Потом, когда все благополучно закончилось, мы на радостях устроили ужин в реанимации – у кого что было, от пельменей до сгущенки. Уже три часа утра, домой совершенно не хочется, да и смысла нет, скоро обратно на работу, настроение развеселое – победа! Отличная ночь получилась. Потом мне парни передавали, что Макс гордо всем хвастался, как я за пять минут перешла от состояния глубокого сна к состоянию езды на работу. Но мне ничего не сказал: он меня никогда не хвалит в глаза, только другим, даже когда я действительно что-то хорошее сделаю, а не просто быстро проснусь – эка невидаль. Даже когда я напрашиваюсь: «Ну похвали же меня, я сделала то-то и то-то», он бурчит под нос: «Кто бы сомневался…»

Только больная все равно потом умерла – через неделю после выписки. От второго разрыва аневризмы в другом месте, не там, где мы клипировали. Невролог Оксана сказала как-то: «Варвара, у нас плохая профессия – мы идем против Божьей воли…»

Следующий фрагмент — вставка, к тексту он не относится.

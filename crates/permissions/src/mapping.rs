use std::fmt;
use std::str::FromStr;

use super::ParseMappingError;

/// Whether a [`Mapping`] names a user or a group.
#[derive(Clone, Copy, Debug, Eq, Hash, PartialEq, Ord, PartialOrd)]
#[cfg_attr(
    feature = "serde",
    derive(serde::Serialize, serde::Deserialize),
    serde(rename_all = "lowercase")
)]
pub enum MappingType {
    /// A single user account.
    User,
    /// A group of users.
    Group,
}

impl MappingType {
    /// Lowercase tag used in the textual `type:id` form.
    #[must_use]
    pub const fn as_str(self) -> &'static str {
        match self {
            Self::User => "user",
            Self::Group => "group",
        }
    }
}

impl fmt::Display for MappingType {
    fn fmt(&self, f: &mut fmt::Formatter<'_>) -> fmt::Result {
        f.write_str(self.as_str())
    }
}

/// Subject of a permission or management rule: a user or a group id.
///
/// Groups sort after users so ordered collections list user rows first.
#[derive(Clone, Debug, Eq, Hash, PartialEq, Ord, PartialOrd)]
#[cfg_attr(feature = "serde", derive(serde::Serialize, serde::Deserialize))]
pub struct Mapping {
    kind: MappingType,
    id: String,
}

impl Mapping {
    /// Creates a mapping of the given type.
    #[must_use]
    pub fn new(kind: MappingType, id: impl Into<String>) -> Self {
        Self {
            kind,
            id: id.into(),
        }
    }

    /// Creates a user mapping.
    #[must_use]
    pub fn user(id: impl Into<String>) -> Self {
        Self::new(MappingType::User, id)
    }

    /// Creates a group mapping.
    #[must_use]
    pub fn group(id: impl Into<String>) -> Self {
        Self::new(MappingType::Group, id)
    }

    /// Returns the mapping type.
    #[must_use]
    pub const fn kind(&self) -> MappingType {
        self.kind
    }

    /// Returns the user or group id.
    #[must_use]
    pub fn id(&self) -> &str {
        &self.id
    }

    /// Returns `true` for user mappings.
    #[must_use]
    pub const fn is_user(&self) -> bool {
        matches!(self.kind, MappingType::User)
    }

    /// Returns `true` for group mappings.
    #[must_use]
    pub const fn is_group(&self) -> bool {
        matches!(self.kind, MappingType::Group)
    }
}

impl fmt::Display for Mapping {
    fn fmt(&self, f: &mut fmt::Formatter<'_>) -> fmt::Result {
        write!(f, "{}:{}", self.kind, self.id)
    }
}

impl FromStr for Mapping {
    type Err = ParseMappingError;

    /// Accepts `user:<id>`, `group:<id>` and the shorthand `@<group>`.
    fn from_str(input: &str) -> Result<Self, Self::Err> {
        let trimmed = input.trim();
        if let Some(group) = trimmed.strip_prefix('@') {
            return non_empty(group, input).map(Self::group);
        }

        let (kind, id) = trimmed
            .split_once(':')
            .ok_or_else(|| ParseMappingError::MissingSeparator(input.to_owned()))?;
        let kind = match kind.trim().to_ascii_lowercase().as_str() {
            "user" => MappingType::User,
            "group" => MappingType::Group,
            other => return Err(ParseMappingError::UnknownType(other.to_owned())),
        };
        non_empty(id, input).map(|id| Self::new(kind, id))
    }
}

fn non_empty<'a>(id: &'a str, input: &str) -> Result<&'a str, ParseMappingError> {
    let id = id.trim();
    if id.is_empty() {
        Err(ParseMappingError::EmptyId(input.to_owned()))
    } else {
        Ok(id)
    }
}

#[cfg(test)]
mod tests {
    use super::*;

    #[test]
    fn parses_typed_and_shorthand_forms() {
        assert_eq!("user:alice".parse::<Mapping>().unwrap(), Mapping::user("alice"));
        assert_eq!("Group: staff".parse::<Mapping>().unwrap(), Mapping::group("staff"));
        assert_eq!("@admins".parse::<Mapping>().unwrap(), Mapping::group("admins"));
    }

    #[test]
    fn rejects_malformed_mappings() {
        assert!(matches!(
            "alice".parse::<Mapping>(),
            Err(ParseMappingError::MissingSeparator(_))
        ));
        assert!(matches!(
            "role:alice".parse::<Mapping>(),
            Err(ParseMappingError::UnknownType(_))
        ));
        assert!(matches!(
            "user:".parse::<Mapping>(),
            Err(ParseMappingError::EmptyId(_))
        ));
        assert!(matches!("@".parse::<Mapping>(), Err(ParseMappingError::EmptyId(_))));
    }

    #[test]
    fn display_uses_type_prefix() {
        assert_eq!(Mapping::group("staff").to_string(), "group:staff");
        assert_eq!(Mapping::user("bob").to_string(), "user:bob");
    }

    #[test]
    fn users_order_before_groups() {
        let mut mappings = vec![Mapping::group("a"), Mapping::user("z")];
        mappings.sort();
        assert!(mappings[0].is_user());
        assert!(mappings[1].is_group());
    }
}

Глава двадцать седьмая. Всякая утренняя рутина

Утро. Заканчивается дежурство. Глеб дописывает дневники пациентов реанимации. Телефонный звонок из палаты.

– Да! Да. Сами не можете, что ли. Ты двадцать лет работаешь в реанимации, пора самой научиться. Иду.

Выбирается из-за стола и идет в палату реанимации.

Над кроватью, где спит женщина с прооперированной вчера аневризмой, нависает белесое, зловещее, насквозь знакомое.

– Вот, – жалуется дежурная медсестра. – Я только отвлеклась на Куциева, как Она тут же бросилась. Меня не слушается.

Глеб надвигается на Смерть неумолимо и страшно. Он как будто вырастает из дверного проема, занимает треть палаты, наливается гневом и наконец грозно говорит: «Ужо тебе!»

Смерть исчезает, как не было.

– Видишь, как просто, – говорит Глеб медсестре. – Давление как? Ага, вполне прилично. Сегодня переведем в отделение.

В это время Макс поднимается по лестнице. В руках у него большой пакет. Он заходит в кабинет, переодевается в больничный костюм и начинает доставать из пакета помидоры и раскладывать их в другие пакетики поменьше. «Вот это черри, – бормочет он. – Ими точно можно стрелять из рогатки. Но пока будем просто кидать. Рогатки я позднее сделаю, вчера не успел. Это салатные. Это «бычье сердце». А это самые дешевые, называются сезонные. Какой сезон для помидоров может быть в середине ноября?»

В это время Мигель и Павел Борисович паркуются на стоянке онкоцентра, Кирилл крепит к стойке велосипед, уже переобутый в зимние шины, Варвара, совершенно расплющенная, выползает из маршрутки. Митя уже в ординаторской и заполняет истории болезни в программе «Медофис». Алексей Олегович во Франкфурте ведет мастер-класс по спинальной хирургии – на чистейшем немецком языке.